Antonio Enea, nostromo del Paolo Veronese, diventa il corriere marittimo del progetto: il timone parte da Pantelleria, attraversa il Canale custodito a bordo, arriva a Trapani. Una staffetta che le lance pantesche, in fondo, fanno da sempre. A un certo punto, fra una misura e l’altra, una frase di Belvisi resta sospesa nella chat come una mezza filosofia di vita: “le rifiniture prendono più tempo della costruzione.”

Il giorno del varo
Quel sabato di maggio Belvisi è bloccato a Pantelleria, sta ancora lavorando al progetto del timone, e un imprevisto lo trattiene sull’isola. Non riesce a imbarcarsi. Scrive: “Un timone ben fatto è il modo migliore per salutare la barca e accompagnarla al mare, anche senza esserci.” Il comandante risponde sereno, da isolano a isolano. Il mare è cattivo, la barca non viene calata. Resta a terra, benedetta e bagnata, in attesa del vero varo tecnico. Pochi giorni dopo, finalmente, la Rusulia tocca l’acqua. La linea di galleggiamento è quella giusta, l’assetto perfetto. “La barca era progettata bene”, dirà il comandante.

Due uomini che non si sono ancora visti
Ed è qui il dettaglio più sorprendente di tutta questa storia.
A oggi, comandante e ingegnere non si sono mai incontrati di persona. Belvisi non ha ancora visto la sua barca. Conosce ogni misura del fasciame, ogni grado di curvatura delle ordinate, sa esattamente quanto pesa l’antenna e dove va la scassa dell’albero, ma la Rusulia in carne e legno non l’ha ancora toccata. La conosce solo dai video del comandante e dalle foto dei cantieri. Una visita a bordo, per la messa a punto e i dettagli, è già fissata nel calendario di entrambi.
Quando arriverà, sarà la prima stretta di mano dopo quasi due anni di chat.

Una seconda lancia, e una scuola
Mentre quella di Marsala riceveva le ultime mani di pittura, a Pantelleria era già partito il cantiere di una seconda lancia, lunga 5,10 metri, costruita a Natale insieme a un gruppo di studenti dell’isola. Il sogno adesso si allarga: far scendere Lapillo da Marsala per avviare corsi di formazione, fondere in bronzo i bozzelli partendo da modelli stampati in 3D, mantenere bigotte in cipresso e bozzelli in frassino.
Certe cose si fanno come si sono sempre fatte. E quando non si possono fare così, si trova il modo di rispettarle lo stesso.

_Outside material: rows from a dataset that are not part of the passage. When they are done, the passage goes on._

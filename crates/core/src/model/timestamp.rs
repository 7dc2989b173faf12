//! Backend timestamps.
//!
//! The API emits both RFC 3339 strings and naive ISO strings without an
//! offset. Naive values are UTC.

use chrono::{DateTime, NaiveDateTime, Utc};
use serde::{Deserialize, Deserializer, de};

/// Parse a backend timestamp, treating offset-less values as UTC.
#[must_use]
pub fn parse_backend_time(raw: &str) -> Option<DateTime<Utc>> {
    let raw = raw.trim();
    if let Ok(parsed) = DateTime::parse_from_rfc3339(raw) {
        return Some(parsed.with_timezone(&Utc));
    }
    NaiveDateTime::parse_from_str(raw, "%Y-%m-%dT%H:%M:%S%.f")
        .or_else(|_| NaiveDateTime::parse_from_str(raw, "%Y-%m-%d %H:%M:%S%.f"))
        .ok()
        .map(|naive| naive.and_utc())
}

pub(crate) fn backend_time<'de, D>(deserializer: D) -> Result<DateTime<Utc>, D::Error>
where
    D: Deserializer<'de>,
{
    let raw = String::deserialize(deserializer)?;
    parse_backend_time(&raw)
        .ok_or_else(|| de::Error::custom(format!("invalid timestamp: {raw}")))
}

pub(crate) fn optional_backend_time<'de, D>(
    deserializer: D,
) -> Result<Option<DateTime<Utc>>, D::Error>
where
    D: Deserializer<'de>,
{
    match Option::<String>::deserialize(deserializer)? {
        None => Ok(None),
        Some(raw) => parse_backend_time(&raw)
            .map(Some)
            .ok_or_else(|| de::Error::custom(format!("invalid timestamp: {raw}"))),
    }
}
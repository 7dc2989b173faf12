use std::collections::HashMap;
use std::sync::{Arc, Mutex};

use async_trait::async_trait;
use boost_core::model::{AuthToken, Session, SessionSnapshot, UserId, UserRecord};
use dioxus::core::NoOpMutations;
use dioxus::prelude::*;
use dioxus_router::{Routable, Router};
use serde_json::{Value, json};
use services::{
    ApiRequest, ApiResponse, ApiTransport, AppServices, AuthGateway, CatalogClient, CheckoutFlow,
    NavigationQueue, PaymentTimings, ProgressClient, SessionStore, TransportError,
};
use storage::Storage;

use crate::context::{AppContext, UiApp};
use crate::notifications::{Notices, Notifier};
use crate::platform::UiLinkOpener;
use crate::views::{DashboardView, HomeView, ModuleView, PaymentView};

/// Canned backend answers keyed by path.
#[derive(Clone, Default)]
pub struct StubBackend {
    routes: Arc<Mutex<HashMap<String, (u16, Value)>>>,
    hits: Arc<Mutex<Vec<String>>>,
}

impl StubBackend {
    pub fn with_defaults() -> Self {
        let backend = Self::default();
        backend.set("/stats", 200, json!({
            "totalStudents": 1250,
            "completionRate": 87,
            "averageRating": 4.8,
            "moduleCount": 6
        }));
        backend.set("/dashboard", 200, json!({
            "stats": {
                "completed_modules": 1,
                "in_progress_modules": 1,
                "total_study_time_minutes": 75,
                "certificates": 0
            },
            "modules": [
                {"module_id": 1, "status": "completed", "progress_percentage": 100},
                {"module_id": 2, "status": "in_progress", "progress_percentage": 40,
                 "completed_lesson_ids": [1, 2]}
            ]
        }));
        backend.set("/modules", 200, json!([module_json(1, "Know your worth"), module_json(2, "Beat impostor syndrome")]));
        backend.set("/modules/2", 200, module_json(2, "Beat impostor syndrome"));
        backend.set("/modules/2/exercises", 200, json!([]));
        backend
    }

    pub fn set(&self, path: &str, status: u16, body: Value) {
        self.routes
            .lock()
            .expect("routes")
            .insert(path.to_string(), (status, body));
    }

    pub fn hits(&self) -> Vec<String> {
        self.hits.lock().expect("hits").clone()
    }

    pub fn hits_to(&self, path: &str) -> usize {
        self.hits().iter().filter(|hit| *hit == path).count()
    }
}

fn module_json(id: u64, title: &str) -> Value {
    json!({
        "id": id,
        "title": title,
        "description": "A short module",
        "duration": "45 min",
        "lessons": 4,
        "content": {"introduction": "Welcome to the module", "exercises": ["Write it down"]}
    })
}

#[async_trait]
impl ApiTransport for StubBackend {
    async fn send(&self, request: ApiRequest) -> Result<ApiResponse, TransportError> {
        self.hits.lock().expect("hits").push(request.path.clone());
        let answer = self.routes.lock().expect("routes").get(&request.path).cloned();
        let (status, body) = answer.unwrap_or((404, json!({"detail": "Not Found"})));
        Ok(ApiResponse::json(status, &body))
    }
}

#[derive(Default)]
pub struct RecordingOpener {
    pub opened: Mutex<Vec<String>>,
}

impl UiLinkOpener for RecordingOpener {
    fn open_url(&self, url: &str) {
        self.opened.lock().expect("opened").push(url.to_string());
    }
}

struct TestApp {
    services: AppServices,
}

impl UiApp for TestApp {
    fn session(&self) -> Arc<SessionStore> {
        self.services.session()
    }

    fn navigation(&self) -> NavigationQueue {
        self.services.navigation()
    }

    fn auth(&self) -> Arc<AuthGateway> {
        self.services.auth()
    }

    fn progress(&self) -> Arc<ProgressClient> {
        self.services.progress()
    }

    fn catalog(&self) -> Arc<CatalogClient> {
        self.services.catalog()
    }

    fn checkout_flow(&self) -> Arc<CheckoutFlow> {
        self.services.checkout_flow()
    }
}

#[derive(Clone, Copy, PartialEq, Eq, Debug)]
pub enum ViewKind {
    Home,
    Dashboard,
    Module(u64),
    Payment,
}

#[derive(Props, Clone)]
struct ViewHarnessProps {
    ctx: AppContext,
    snapshot: SessionSnapshot,
    view: ViewKind,
}

impl PartialEq for ViewHarnessProps {
    fn eq(&self, _other: &Self) -> bool {
        true
    }
}

#[component]
fn ViewRouterHarness(props: ViewHarnessProps) -> Element {
    use_context_provider(|| props.ctx.clone());
    use_context_provider(|| Signal::new(props.snapshot.clone()));
    let notices = use_signal(Notices::default);
    use_context_provider(|| Notifier::new(notices));
    use_context_provider(|| props.view);
    rsx! { Router::<TestRoute> {} }
}

#[derive(Clone, Routable, PartialEq)]
#[rustfmt::skip]
enum TestRoute {
    #[route("/")]
    Root {},
}

#[component]
fn Root() -> Element {
    let view = use_context::<ViewKind>();
    match view {
        ViewKind::Home => rsx! { HomeView {} },
        ViewKind::Dashboard => rsx! { DashboardView {} },
        ViewKind::Module(id) => rsx! { ModuleView { id } },
        ViewKind::Payment => rsx! { PaymentView { checkout_id: String::new() } },
    }
}

pub struct ViewHarness {
    pub dom: VirtualDom,
    pub backend: StubBackend,
    pub opener: Arc<RecordingOpener>,
}

impl ViewHarness {
    pub fn rebuild(&mut self) {
        self.dom.rebuild_in_place();
        drive_dom(&mut self.dom);
    }

    pub async fn drive_async(&mut self) {
        for _ in 0..4 {
            let _ = tokio::time::timeout(
                std::time::Duration::from_millis(50),
                self.dom.wait_for_work(),
            )
            .await;
            self.dom.render_immediate(&mut NoOpMutations);
            self.dom.process_events();
        }
    }

    pub fn render(&self) -> String {
        dioxus_ssr::render(&self.dom)
    }
}

pub fn drive_dom(dom: &mut VirtualDom) {
    dom.process_events();
    dom.render_immediate(&mut NoOpMutations);
    dom.process_events();
}

pub fn jane(is_premium: bool) -> UserRecord {
    UserRecord {
        id: UserId::new("u-jane"),
        email: "jane@example.com".into(),
        first_name: "Jane".into(),
        last_name: "Doe".into(),
        is_premium,
        created_at: None,
    }
}

/// Session state the view is rendered with.
#[derive(Clone, Copy, PartialEq, Eq, Debug)]
pub enum Visitor {
    Restoring,
    Anonymous,
    Member,
    Premium,
}

pub async fn setup_view_harness(view: ViewKind, visitor: Visitor) -> ViewHarness {
    setup_view_harness_with(view, visitor, StubBackend::with_defaults()).await
}

pub async fn setup_view_harness_with(
    view: ViewKind,
    visitor: Visitor,
    backend: StubBackend,
) -> ViewHarness {
    let services = AppServices::with_parts(
        Storage::in_memory(),
        Arc::new(backend.clone()),
        PaymentTimings::immediate(),
    );

    let token = AuthToken::parse("tok-jane").expect("token");
    let snapshot = match visitor {
        Visitor::Restoring => SessionSnapshot::restoring(),
        Visitor::Anonymous => SessionSnapshot::ready(Session::Anonymous),
        Visitor::Member | Visitor::Premium => {
            let user = jane(visitor == Visitor::Premium);
            services.session().login(user.clone(), token.clone()).await;
            SessionSnapshot::ready(Session::authenticated(user, token))
        }
    };

    let opener = Arc::new(RecordingOpener::default());
    let app: Arc<dyn UiApp> = Arc::new(TestApp { services });
    let ctx = AppContext::with_link_opener(app, opener.clone());

    let dom = VirtualDom::new_with_props(
        ViewRouterHarness,
        ViewHarnessProps {
            ctx,
            snapshot,
            view,
        },
    );

    ViewHarness {
        dom,
        backend,
        opener,
    }
}
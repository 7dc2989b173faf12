use std::sync::RwLock;

use boost_core::model::{Dashboard, LessonId, ModuleId, ProgressUpdate};
use serde::de::IgnoredAny;

use crate::api_client::ApiClient;
use crate::error::ApiError;

/// Module progress façade with a read-after-write dashboard cache.
///
/// Every mutation is followed by a fresh `GET /dashboard`; the cache only
/// ever holds what the backend confirmed.
pub struct ProgressClient {
    api: ApiClient,
    cache: RwLock<Option<Dashboard>>,
}

impl ProgressClient {
    #[must_use]
    pub fn new(api: ApiClient) -> Self {
        Self {
            api,
            cache: RwLock::new(None),
        }
    }

    /// # Errors
    ///
    /// Returns the backend failure; the cache is left as it was.
    pub async fn get_dashboard(&self) -> Result<Dashboard, ApiError> {
        let dashboard: Dashboard = self.api.get("/dashboard").await?;
        if let Ok(mut guard) = self.cache.write() {
            *guard = Some(dashboard.clone());
        }
        Ok(dashboard)
    }

    /// # Errors
    ///
    /// Returns the backend failure of either the mutation or the refetch.
    pub async fn start_module(&self, module_id: ModuleId) -> Result<Dashboard, ApiError> {
        tracing::info!(%module_id, "starting module");
        let _: IgnoredAny = self
            .api
            .post_empty(&format!("/progress/{module_id}/start"))
            .await?;
        self.get_dashboard().await
    }

    /// # Errors
    ///
    /// Returns the backend failure of either the mutation or the refetch.
    pub async fn complete_lesson(
        &self,
        module_id: ModuleId,
        lesson_id: LessonId,
    ) -> Result<Dashboard, ApiError> {
        tracing::info!(%module_id, %lesson_id, "completing lesson");
        let _: IgnoredAny = self
            .api
            .post_empty(&format!(
                "/progress/{module_id}/complete-lesson/{lesson_id}"
            ))
            .await?;
        self.get_dashboard().await
    }

    /// Set an explicit percentage and completion flag.
    ///
    /// # Errors
    ///
    /// Returns `ApiError::Progress` without a request when `progress` is
    /// above 100, or the backend failure otherwise.
    pub async fn update_progress(
        &self,
        module_id: ModuleId,
        progress: u32,
        completed: bool,
    ) -> Result<Dashboard, ApiError> {
        let update = ProgressUpdate::new(progress, completed)?;
        tracing::info!(
            %module_id,
            progress = update.progress(),
            completed = update.is_completed(),
            "updating module progress"
        );
        let _: IgnoredAny = self
            .api
            .put(&format!("/modules/{module_id}/progress"), &update)
            .await?;
        self.get_dashboard().await
    }

    /// Last dashboard the backend confirmed, if any.
    #[must_use]
    pub fn cached_dashboard(&self) -> Option<Dashboard> {
        self.cache.read().ok().and_then(|guard| guard.clone())
    }
}
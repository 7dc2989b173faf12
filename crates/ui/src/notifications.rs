use std::time::Duration;

use dioxus::prelude::*;

/// How long a notice stays on screen.
pub const NOTICE_TTL: Duration = Duration::from_secs(4);
const MAX_VISIBLE: usize = 3;

#[derive(Clone, Copy, Debug, PartialEq, Eq)]
pub enum NoticeKind {
    Success,
    Error,
    Info,
}

impl NoticeKind {
    #[must_use]
    pub fn class(self) -> &'static str {
        match self {
            Self::Success => "notice notice-success",
            Self::Error => "notice notice-error",
            Self::Info => "notice notice-info",
        }
    }
}

#[derive(Clone, Debug, PartialEq, Eq)]
pub struct Notice {
    pub id: u64,
    pub kind: NoticeKind,
    pub text: String,
}

/// Transient notifications, newest last. Only the latest few are kept.
#[derive(Clone, Debug, Default, PartialEq, Eq)]
pub struct Notices {
    items: Vec<Notice>,
    next_id: u64,
}

impl Notices {
    pub fn push(&mut self, kind: NoticeKind, text: impl Into<String>) -> u64 {
        self.next_id += 1;
        let id = self.next_id;
        self.items.push(Notice {
            id,
            kind,
            text: text.into(),
        });
        if self.items.len() > MAX_VISIBLE {
            let overflow = self.items.len() - MAX_VISIBLE;
            self.items.drain(..overflow);
        }
        id
    }

    pub fn dismiss(&mut self, id: u64) {
        self.items.retain(|notice| notice.id != id);
    }

    #[must_use]
    pub fn items(&self) -> &[Notice] {
        &self.items
    }
}

/// Handle shared through context by the shell.
#[derive(Clone, Copy)]
pub struct Notifier {
    notices: Signal<Notices>,
}

impl Notifier {
    #[must_use]
    pub fn new(notices: Signal<Notices>) -> Self {
        Self { notices }
    }

    pub fn success(&self, text: impl Into<String>) {
        self.push(NoticeKind::Success, text.into());
    }

    pub fn error(&self, text: impl Into<String>) {
        self.push(NoticeKind::Error, text.into());
    }

    pub fn info(&self, text: impl Into<String>) {
        self.push(NoticeKind::Info, text.into());
    }

    pub fn dismiss(&self, id: u64) {
        let mut notices = self.notices;
        notices.write().dismiss(id);
    }

    #[must_use]
    pub fn notices(&self) -> Signal<Notices> {
        self.notices
    }

    fn push(&self, kind: NoticeKind, text: String) {
        let mut notices = self.notices;
        let id = notices.write().push(kind, text);
        spawn(async move {
            tokio::time::sleep(NOTICE_TTL).await;
            notices.write().dismiss(id);
        });
    }
}

/// Fetch the shell's notifier.
#[must_use]
pub fn use_notifier() -> Notifier {
    use_context::<Notifier>()
}

#[component]
pub fn NoticeStack() -> Element {
    let notifier = use_notifier();
    let notices = notifier.notices();
    let items = notices.read().items().to_vec();

    rsx! {
        div { class: "notice-stack",
            for notice in items {
                div {
                    key: "{notice.id}",
                    class: notice.kind.class(),
                    role: "status",
                    onclick: move |_| notifier.dismiss(notice.id),
                    "{notice.text}"
                }
            }
        }
    }
}
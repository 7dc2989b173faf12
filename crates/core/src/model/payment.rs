use serde::{Deserialize, Serialize};
use thiserror::Error;

use crate::model::{UserId, UserRecord};

/// Body sent to open a checkout with the payment provider.
#[derive(Debug, Clone, PartialEq, Eq, Serialize)]
pub struct CheckoutRequest {
    pub user_email: String,
    pub user_name: String,
}

impl CheckoutRequest {
    #[must_use]
    pub fn for_user(user: &UserRecord) -> Self {
        Self {
            user_email: user.email.clone(),
            user_name: user.full_name(),
        }
    }
}

/// Ephemeral checkout reference, discarded after verification.
#[derive(Debug, Clone, PartialEq, Eq, Serialize, Deserialize)]
pub struct CheckoutSession {
    pub checkout_id: String,
    #[serde(default)]
    pub checkout_url: Option<String>,
    #[serde(default)]
    pub is_demo: bool,
}

#[derive(Debug, Clone, PartialEq, Eq, Serialize, Deserialize)]
pub struct PaymentVerification {
    pub is_paid: bool,
    #[serde(default)]
    pub order_id: Option<String>,
}

impl PaymentVerification {
    /// Order reference to send on activation; falls back to the checkout id.
    #[must_use]
    pub fn order_reference(&self, checkout_id: &str) -> String {
        self.order_id
            .as_deref()
            .map(str::trim)
            .filter(|id| !id.is_empty())
            .unwrap_or(checkout_id)
            .to_string()
    }
}

#[derive(Debug, Clone, PartialEq, Eq, Serialize)]
pub struct PremiumActivation {
    pub user_id: UserId,
    pub order_id: String,
    pub checkout_id: String,
}

/// Backend answer to an activation request.
#[derive(Debug, Clone, PartialEq, Eq, Default, Deserialize)]
pub struct ActivationReceipt {
    #[serde(default = "default_true")]
    pub success: bool,
    #[serde(default)]
    pub message: Option<String>,
    #[serde(default)]
    pub user: Option<UserRecord>,
}

fn default_true() -> bool {
    true
}

#[derive(Debug, Error, Clone, Copy, PartialEq, Eq)]
#[non_exhaustive]
pub enum PaymentStepError {
    #[error("a verification is already in flight")]
    AlreadyProcessing,
    #[error("payment already completed")]
    AlreadyCompleted,
    #[error("no verification in flight")]
    NotProcessing,
}

/// Checkout lifecycle as seen by the client.
#[derive(Debug, Clone, Copy, PartialEq, Eq, Default)]
pub enum PaymentStep {
    #[default]
    Checkout,
    Processing,
    Success,
}

impl PaymentStep {
    /// `checkout → processing`.
    ///
    /// # Errors
    ///
    /// Returns `PaymentStepError` when a verification is already running or
    /// the payment has already succeeded.
    pub fn begin_verification(self) -> Result<Self, PaymentStepError> {
        match self {
            Self::Checkout => Ok(Self::Processing),
            Self::Processing => Err(PaymentStepError::AlreadyProcessing),
            Self::Success => Err(PaymentStepError::AlreadyCompleted),
        }
    }

    /// `processing → success` when paid and activated, `processing → checkout`
    /// otherwise.
    ///
    /// # Errors
    ///
    /// Returns `PaymentStepError::NotProcessing` outside of `Processing`.
    pub fn resolve(self, confirmed: bool) -> Result<Self, PaymentStepError> {
        match self {
            Self::Processing if confirmed => Ok(Self::Success),
            Self::Processing => Ok(Self::Checkout),
            _ => Err(PaymentStepError::NotProcessing),
        }
    }

    #[must_use]
    pub fn is_terminal(self) -> bool {
        matches!(self, Self::Success)
    }
}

Tre lezioni di una storia di mare
Una barca di legno, nel 2026, non è un manufatto: è una rete di persone. Togli un nodo, il velaio o il nostromo del traghetto, e non c’è più.

Il digitale non sostituisce il mestiere, lo accompagna. La macchina a controllo numerico taglia le ordinate disegnate al computer, ma sono la sgorbia e l’occhio del maestro d’ascia a decidere se quella curva è giusta.
Le linee giuste non muoiono mai. La lancia pantesca somiglia alla passera istriana, alle lance sarde, ai lancioni di Kerkennah. Cugine. Un’unica grande famiglia di scafi che il Mediterraneo si è inventato perché tengono il mare, perché sanno come si porta un’antenna al vento.
In fondo è bastato questo. Due persone che per quasi due anni si sono scritte senza mai vedersi in faccia. Un nome di donna in dialetto siciliano scritto sulla fiancata.
E una forma antica è tornata a galleggiare.